Similarly, consistent with Harte’s reputation of being a brave writer who pushed the frontiers of social sensibility, there are sufficient hints at a homosexual relationship between the two lead characters. Perhaps fearing public outrage (as homosexuality was taboo during Harte’s era) the author might have only conveyed the intimate nature of their relationship via indirect literary means. Another way of looking at this is that Harte has deliberately made it ambiguous, not so much out of fear of public reprisal, but as an aesthetic literary device. The poignancy and emotional tone of the funereal speech delivered by Tennessee’s partner lends evidence to this point of view. Harte also proves in a way that even the social underclass can express moving sentiments and articulate noble emotions. The following eulogy of Tennessee’s partner illustrates these points:

“When a man has been running free all day, what’s the natural thing for him to do? Why, to come home. And if he ain’t in a condition to go home, what can his best friend do? Why, bring him home! And here’s Tennessee has been running free, and we brings him home from his wandering…It ain’t the first time that I’ve packed him on my back, as you see’d me now. It ain’t the first time that I brought him to this yer cabin when he couldn’t help himself; it ain’t the first time that I and ‘Jinny’ have waited for him on yon hill, and picked him up and so fetched him home, when he couldn’t speak, and didn’t know me. And now that it’s the last time, why, you see it’s sort of rough on his pardner…And now, gentlemen, the fun’s over; and my thanks, and Tennessee’s thanks, to you for your trouble.” (Tennessee’s Partner, p.5)
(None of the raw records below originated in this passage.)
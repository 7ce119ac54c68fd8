//! Test double for [`MediaPlatform`]: queries are opaque strings whose
//! match state is flipped by hand.

use std::cell::{Cell, RefCell};
use std::collections::{HashMap, HashSet};
use std::rc::Rc;

use crate::error::{ResponsiveError, Result};

use super::platform::{ListenerId, ListenerList, MediaPlatform, QueryListener, QueryWatch};

struct FakeWatch {
    query: String,
    matches: Cell<bool>,
    listeners: ListenerList,
}

impl QueryWatch for FakeWatch {
    fn query(&self) -> &str {
        &self.query
    }

    fn matches(&self) -> bool {
        self.matches.get()
    }

    fn add_listener(&self, listener: QueryListener) -> ListenerId {
        self.listeners.add(listener)
    }

    fn remove_listener(&self, id: ListenerId) {
        self.listeners.remove(id);
    }

    fn listener_count(&self) -> usize {
        self.listeners.len()
    }
}

#[derive(Default)]
pub struct FakePlatform {
    state: RefCell<HashMap<String, bool>>,
    watches: RefCell<Vec<Rc<FakeWatch>>>,
    rejected: RefCell<HashSet<String>>,
}

impl FakePlatform {
    pub fn new() -> Self {
        Self::default()
    }

    /// Make `watch(query)` fail.
    pub fn reject(&self, query: &str) {
        self.rejected.borrow_mut().insert(query.to_string());
    }

    /// Set a query's state and notify its watches if it changed.
    pub fn set_matches(&self, query: &str, matches: bool) {
        self.state.borrow_mut().insert(query.to_string(), matches);
        let affected: Vec<Rc<FakeWatch>> = self
            .watches
            .borrow()
            .iter()
            .filter(|watch| watch.query == query && watch.matches.get() != matches)
            .cloned()
            .collect();
        for watch in affected {
            watch.matches.set(matches);
            watch.listeners.notify(matches);
        }
    }

    pub fn watches_created(&self) -> usize {
        self.watches.borrow().len()
    }

    pub fn listener_count(&self, query: &str) -> usize {
        self.watches
            .borrow()
            .iter()
            .filter(|watch| watch.query == query)
            .map(|watch| watch.listeners.len())
            .sum()
    }
}

impl FakePlatform {
    fn check(&self, query: &str) -> Result<bool> {
        if self.rejected.borrow().contains(query) {
            return Err(ResponsiveError::InvalidMediaQuery {
                query: query.to_string(),
                reason: "rejected by test platform".to_string(),
            });
        }
        Ok(self.state.borrow().get(query).copied().unwrap_or(false))
    }
}

impl MediaPlatform for FakePlatform {
    fn watch(&self, query: &str) -> Result<Rc<dyn QueryWatch>> {
        let matches = self.check(query)?;
        let watch = Rc::new(FakeWatch {
            query: query.to_string(),
            matches: Cell::new(matches),
            listeners: ListenerList::new(),
        });
        self.watches.borrow_mut().push(Rc::clone(&watch));
        Ok(watch)
    }

    fn matches(&self, query: &str) -> Result<bool> {
        self.check(query)
    }
}
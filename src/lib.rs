//! # spark-responsive
//!
//! Breakpoint-driven input resolution for reactive UIs.
//!
//! Built on [spark-signals](https://github.com/RLabs-Inc/spark-signals) for the
//! reactive viewport and [taffy](https://docs.rs/taffy) for layout output.
//!
//! ## Architecture
//!
//! A binding declares one input per breakpoint (`class`, `classXs`,
//! `classGtMd`, ...). Whenever the set of active breakpoints changes the
//! highest-priority active breakpoint that has an input wins:
//!
//! ```text
//! Viewport signal → ViewportPlatform → MediaMonitor → ResponsiveInputResolver → directive
//! ```
//!
//! ## Modules
//!
//! - [`breakpoints`] - Breakpoint definitions, registry, defaults, config
//! - [`media`] - Media queries, platform watches, the shared monitor
//! - [`resolver`] - Input cache and priority resolution
//! - [`directives`] - Class and layout-wrap bindings on host elements
//! - [`error`] - Error type
//!
//! ## Example
//!
//! ```ignore
//! let platform = Rc::new(ViewportPlatform::new(Viewport::new(800.0, 600.0)));
//! let monitor = MediaMonitor::new(Rc::new(BreakpointRegistry::with_defaults()), platform.clone());
//!
//! let element = StyledElement::new();
//! let wrap = LayoutWrapDirective::new(monitor, Rc::new(element.clone()));
//! wrap.set_wrap(Some("gt-sm"), "nowrap")?;
//! wrap.init()?;
//!
//! platform.set_viewport(Viewport::new(1280.0, 800.0));
//! assert_eq!(element.style("flex-wrap").as_deref(), Some("nowrap"));
//! ```

pub mod breakpoints;
pub mod directives;
pub mod error;
pub mod media;
pub mod resolver;

// Re-export commonly used items
pub use breakpoints::{BreakpointConfig, BreakpointDefinition, BreakpointRegistry};
pub use directives::{
    ClassDirective, ClassValue, HostElement, LayoutDirection, LayoutWrapDirective, StyledElement,
    WrapMode,
};
pub use error::{ResponsiveError, Result};
pub use media::{
    MediaChange, MediaMonitor, MediaPlatform, MediaQuery, Orientation, Subscription, Viewport,
    ViewportConfig, ViewportPlatform,
};
pub use resolver::{Activation, InputFlags, ResponsiveInputResolver};

#[cfg(test)]
mod tests {
    use super::*;
    use pretty_assertions::assert_eq;
    use std::cell::RefCell;
    use std::rc::Rc;

    fn setup(width: f32, height: f32) -> (Rc<ViewportPlatform>, MediaMonitor) {
        let _ = tracing_subscriber::fmt()
            .with_max_level(tracing::Level::TRACE)
            .with_test_writer()
            .try_init();

        let platform = Rc::new(ViewportPlatform::new(Viewport::new(width, height)));
        let monitor = MediaMonitor::new(
            Rc::new(BreakpointRegistry::with_defaults()),
            platform.clone(),
        );
        (platform, monitor)
    }

    fn active_aliases(monitor: &MediaMonitor) -> Vec<String> {
        let mut aliases: Vec<String> = monitor
            .active_breakpoints()
            .unwrap()
            .into_iter()
            .map(|def| def.alias)
            .collect();
        aliases.sort();
        aliases
    }

    #[test]
    fn test_default_set_at_landscape_800() {
        let (_platform, monitor) = setup(800.0, 600.0);
        assert_eq!(
            active_aliases(&monitor),
            vec![
                "gt-xs",
                "handset",
                "handset.landscape",
                "lt-lg",
                "lt-md",
                "lt-xl",
                "sm",
            ]
        );
    }

    #[test]
    fn test_default_set_at_portrait_400() {
        let (_platform, monitor) = setup(400.0, 800.0);
        assert_eq!(
            active_aliases(&monitor),
            vec![
                "handset",
                "handset.portrait",
                "lt-lg",
                "lt-md",
                "lt-sm",
                "lt-xl",
                "xs",
            ]
        );
    }

    #[test]
    fn test_resize_drives_directives() {
        let (platform, monitor) = setup(800.0, 600.0);

        let element = StyledElement::new();
        let classes = ClassDirective::new(monitor.clone(), Rc::new(element.clone()));
        classes.set_class(None, "panel").unwrap();
        classes.set_class(Some("gt-sm"), "panel wide").unwrap();
        classes.set_class(Some("xs"), "panel narrow").unwrap();
        classes.init().unwrap();

        let wrap = LayoutWrapDirective::new(monitor.clone(), Rc::new(element.clone()));
        wrap.set_wrap(Some("lt-md"), "nowrap").unwrap();
        wrap.init().unwrap();

        assert_eq!(element.classes(), vec!["panel"]);
        assert_eq!(element.style("flex-wrap").as_deref(), Some("nowrap"));

        platform.set_viewport(Viewport::new(1280.0, 800.0));
        assert_eq!(element.classes(), vec!["panel", "wide"]);
        assert_eq!(element.style("flex-wrap").as_deref(), Some("wrap"));

        platform.set_viewport(Viewport::new(360.0, 640.0));
        assert_eq!(element.classes(), vec!["narrow", "panel"]);
        assert_eq!(wrap.wrap_mode(), WrapMode::NoWrap);

        classes.destroy();
        wrap.destroy();
        assert_eq!(monitor.subscriber_count(), 0);
        assert_eq!(monitor.watch_count(), 0);
    }

    #[test]
    fn test_orientation_outranks_size() {
        let (platform, monitor) = setup(800.0, 600.0);
        let resolver = ResponsiveInputResolver::new(monitor, "layout");
        resolver.cache_input("layoutSm", "sm".to_string(), InputFlags::empty());
        resolver.cache_input("layoutHandsetLandscape", "hl".to_string(), InputFlags::empty());

        let seen = Rc::new(RefCell::new(Vec::new()));
        let seen_clone = seen.clone();
        resolver
            .activate(move |value: &String, alias| {
                seen_clone
                    .borrow_mut()
                    .push((value.clone(), alias.map(str::to_string)));
            })
            .unwrap();

        // Rotating to portrait leaves handset.landscape; sm still matches.
        platform.set_viewport(Viewport::new(800.0, 900.0));
        assert_eq!(
            *seen.borrow(),
            vec![
                ("hl".to_string(), Some("handset.landscape".to_string())),
                ("sm".to_string(), Some("sm".to_string())),
            ]
        );
    }

    #[test]
    fn test_custom_config_registry() {
        let config = BreakpointConfig::from_toml(
            r#"
            include_defaults = false

            [[breakpoints]]
            alias = "compact"
            media_query = "(max-width: 479px)"
            priority = 10
            "#,
        )
        .unwrap();
        let registry = BreakpointRegistry::from_config(&config).unwrap();
        let platform = Rc::new(ViewportPlatform::new(Viewport::new(320.0, 480.0)));
        let monitor = MediaMonitor::new(Rc::new(registry), platform);

        assert!(monitor.is_active("compact").unwrap());
        assert_eq!(
            monitor.is_active("xs").unwrap_err(),
            ResponsiveError::UnknownBreakpoint("xs".to_string())
        );
    }
}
The Luck of Roaring Camp is another illustration of how Bret Harte’s celebrates the virtues of those living in society’s periphery. One of the early literary successes that catapulted Harte to national fame, this story is conceived on a broad canvas, with a wide assortment eccentric characters that inhabit Roaring Camp. The camp is inhabited by petty thieves and thugs of unstable temperament and unpredictable behavior. The only woman of the camp was a fallen one, who is rumored to be a tramp and the fact that she’s carrying a baby has completed the total tarnish of her image. Not only is the baby conceived outside of wedlock but even the paternity is unknown.

“Perhaps the less said of her the better. She was a coarse, and, it is to be feared, a very sinful woman…Dissolute, abandoned, and irreclaimable, she was yet suffering martyrdom hard enough to bear even when veiled by sympathizing womanhood, but now terrible in her loneliness. The primal curse had come to her in that original isolation which must have made the punishment of the first transgression so dreadful.” (The Luck of Roaring Camp, p.1)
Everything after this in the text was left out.